Chercheur principal : Adriano Valladão Pires Ribeiro
Titre de l'article : L'ÉCONOMIE ET LA POLITIQUE DES DROITS DES FEMMES
Auteurs de l'article : Matthias Doepke, Michèle Tertilt et Alessandra Voena
Taille de l'échantillon189 pays
Thème principal : Sexe
Type d'intervention : L'impact des droits des femmes sur le développement.
Variable principale d'intérêt : droits des femmes
Méthode d'évaluation : Autres – Enquête
Problème de politique
Dans les pays développés, les femmes ont acquis des droits juridiques, patrimoniaux, politiques et économiques au cours des deux derniers siècles. Cette période a également été marquée par une forte croissance économique, ce qui soulève la question du lien entre ces deux événements.
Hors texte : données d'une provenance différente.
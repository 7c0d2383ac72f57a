//! Auxiliary actuator control
//!
//! The intake and conveyor are open loop actuators which are either driven
//! at full speed in one of two directions or stopped.

// ---------------------------------------------------------------------------
// MODULES
// ---------------------------------------------------------------------------

mod params;
mod state;

// ---------------------------------------------------------------------------
// IMPORTS
// ---------------------------------------------------------------------------

use serde::{Deserialize, Serialize};

pub use params::*;
pub use state::*;

// ---------------------------------------------------------------------------
// ENUMERATIONS
// ---------------------------------------------------------------------------

/// Demand for an auxiliary actuator.
#[derive(Clone, Copy, Debug, PartialEq, Eq, Serialize, Deserialize)]
pub enum AuxDem {
    /// Intake in or conveyor up.
    Forward,

    /// Intake out or conveyor down.
    Reverse,

    Stop
}

// ---------------------------------------------------------------------------
// IMPLEMENTATIONS
// ---------------------------------------------------------------------------

impl AuxDem {
    /// Decode the demand from the actuator's two buttons. Forward wins if
    /// both are held.
    pub fn from_buttons(forward: bool, reverse: bool) -> Self {
        if forward {
            AuxDem::Forward
        }
        else if reverse {
            AuxDem::Reverse
        }
        else {
            AuxDem::Stop
        }
    }

    /// Direction of the demand, +1, -1 or 0.
    pub fn sign(&self) -> f64 {
        match self {
            AuxDem::Forward => 1.0,
            AuxDem::Reverse => -1.0,
            AuxDem::Stop => 0.0
        }
    }
}

impl Default for AuxDem {
    fn default() -> Self {
        AuxDem::Stop
    }
}
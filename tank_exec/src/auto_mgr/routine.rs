//! # Autonomous routines

// ------------------------------------------------------------------------------------------------
// IMPORTS
// ------------------------------------------------------------------------------------------------

use serde::Serialize;

use super::AutonId;
use crate::aux_ctrl::AuxDem;

// ------------------------------------------------------------------------------------------------
// ENUMS
// ------------------------------------------------------------------------------------------------

/// A single step of an autonomous routine.
#[derive(Clone, Copy, Debug, PartialEq, Serialize)]
pub enum AutoStep {
    /// Units: inches, forward is positive
    MoveStraight { distance_in: f64 },

    /// Units: degrees, clockwise is positive
    TurnAngle { angle_deg: f64 },

    Intake(AuxDem),

    Conveyor(AuxDem),

    /// Units: milliseconds
    Wait { ms: u64 },
}

// ------------------------------------------------------------------------------------------------
// FUNCTIONS
// ------------------------------------------------------------------------------------------------

/// The steps making up the given routine.
///
/// Every routine, `None` included, starts by backing clear of the wall and running the conveyor to
/// score the preload.
pub fn routine(id: AutonId) -> Vec<AutoStep> {
    use AuxDem::*;
    use AutoStep::*;

    let mut steps = vec![
        MoveStraight { distance_in: 3.0 },
        Conveyor(Forward),
        Wait { ms: 500 },
        Conveyor(Stop),
        Wait { ms: 50 },
    ];

    match id {
        AutonId::None | AutonId::Test => (),
        AutonId::Left => steps.extend_from_slice(&corner(-128.0, &[
            Wait { ms: 2000 },
            Intake(Stop),
            Wait { ms: 1000 },
            Conveyor(Stop),
        ])),
        AutonId::Right => steps.extend_from_slice(&corner(128.0, &[
            Wait { ms: 4000 },
            Conveyor(Stop),
        ])),
        AutonId::MidLeft => steps.extend_from_slice(&[
            MoveStraight { distance_in: 12.0 },
            TurnAngle { angle_deg: 90.0 },
            MoveStraight { distance_in: 16.75 },
            TurnAngle { angle_deg: 95.0 },
            MoveStraight { distance_in: 15.25 },
            Conveyor(Forward),
            Wait { ms: 3000 },
            Conveyor(Stop),
            Intake(Reverse),
            MoveStraight { distance_in: -8.0 },
            Intake(Stop),
            TurnAngle { angle_deg: 90.0 },
            Intake(Forward),
            MoveStraight { distance_in: 40.0 },
            Intake(Stop),
        ]),
    }

    steps
}

/// The corner goal routines, mirrored by the sign of the turn towards the goal.
///
/// `settle` runs once the robot has driven into the goal, before backing off.
fn corner(turn_deg: f64, settle: &[AutoStep]) -> Vec<AutoStep> {
    use AuxDem::*;
    use AutoStep::*;

    let mut steps = vec![
        MoveStraight { distance_in: 15.0 },
        TurnAngle { angle_deg: turn_deg },
        Intake(Forward),
        Conveyor(Forward),
        MoveStraight { distance_in: 23.0 },
        Wait { ms: 1500 },
        MoveStraight { distance_in: 7.5 },
    ];

    steps.extend_from_slice(settle);
    steps.extend_from_slice(&[
        MoveStraight { distance_in: -8.0 },
        Intake(Reverse),
        Wait { ms: 2000 },
        Intake(Stop),
    ]);

    steps
}

/// Total time spent in `Wait` steps.
pub fn total_wait_ms(steps: &[AutoStep]) -> u64 {
    steps
        .iter()
        .map(|s| match s {
            AutoStep::Wait { ms } => *ms,
            _ => 0,
        })
        .sum()
}

#[cfg(test)]
mod test {
    use super::*;
    use AuxDem::*;
    use AutoStep::*;

    #[test]
    fn test_preamble() {
        for id in AutonId::ALL.iter() {
            let steps = routine(*id);
            assert_eq!(steps[0], MoveStraight { distance_in: 3.0 });
            assert_eq!(steps[1], Conveyor(Forward));
            assert_eq!(steps[4], Wait { ms: 50 });
        }

        assert_eq!(routine(AutonId::None).len(), 5);
        assert_eq!(routine(AutonId::Test), routine(AutonId::None));
    }

    #[test]
    fn test_corners() {
        let left = routine(AutonId::Left);
        let right = routine(AutonId::Right);

        assert_eq!(left[6], TurnAngle { angle_deg: -128.0 });
        assert_eq!(right[6], TurnAngle { angle_deg: 128.0 });

        assert_eq!(left.len(), 20);
        assert_eq!(right.len(), 18);
        assert_eq!(total_wait_ms(&left), 550 + 1500 + 2000 + 1000 + 2000);
        assert_eq!(total_wait_ms(&right), 550 + 1500 + 4000 + 2000);

        // Both finish backing off and spitting out
        for steps in &[&left, &right] {
            let n = steps.len();
            assert_eq!(steps[n - 4], MoveStraight { distance_in: -8.0 });
            assert_eq!(steps[n - 1], Intake(Stop));
        }
    }

    #[test]
    fn test_mid_left() {
        let steps = routine(AutonId::MidLeft);

        let turns: Vec<f64> = steps
            .iter()
            .filter_map(|s| match s {
                TurnAngle { angle_deg } => Some(*angle_deg),
                _ => None,
            })
            .collect();
        assert_eq!(turns, vec![90.0, 95.0, 90.0]);

        assert_eq!(steps.last(), Some(&Intake(Stop)));
        assert_eq!(total_wait_ms(&steps), 550 + 3000);
    }
}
Autrement dit, quelles sont les causes et les conséquences économiques de l'évolution des droits des femmes ?
Contexte d'évaluation
Une comparaison des données entre pays illustre le lien entre les droits des femmes et les niveaux de revenus. L'Indice de participation des femmes (IPF) du PNUD, qui agrège les droits juridiques et la situation économique des femmes, présente une corrélation de 0,8 avec le PIB par habitant. données disponibles auprès de l'OCDE Le regroupement des pays en quatre catégories de revenus (élevé, moyen-supérieur, moyen-inférieur et faible) suggère également une corrélation positive entre développement économique et autonomisation des femmes. Plus précisément, dans les pays à revenu élevé, les femmes ont un accès quasi égal à la terre, à la propriété et au crédit avec les hommes, tandis que dans les pays à faible revenu, elles en sont exclues.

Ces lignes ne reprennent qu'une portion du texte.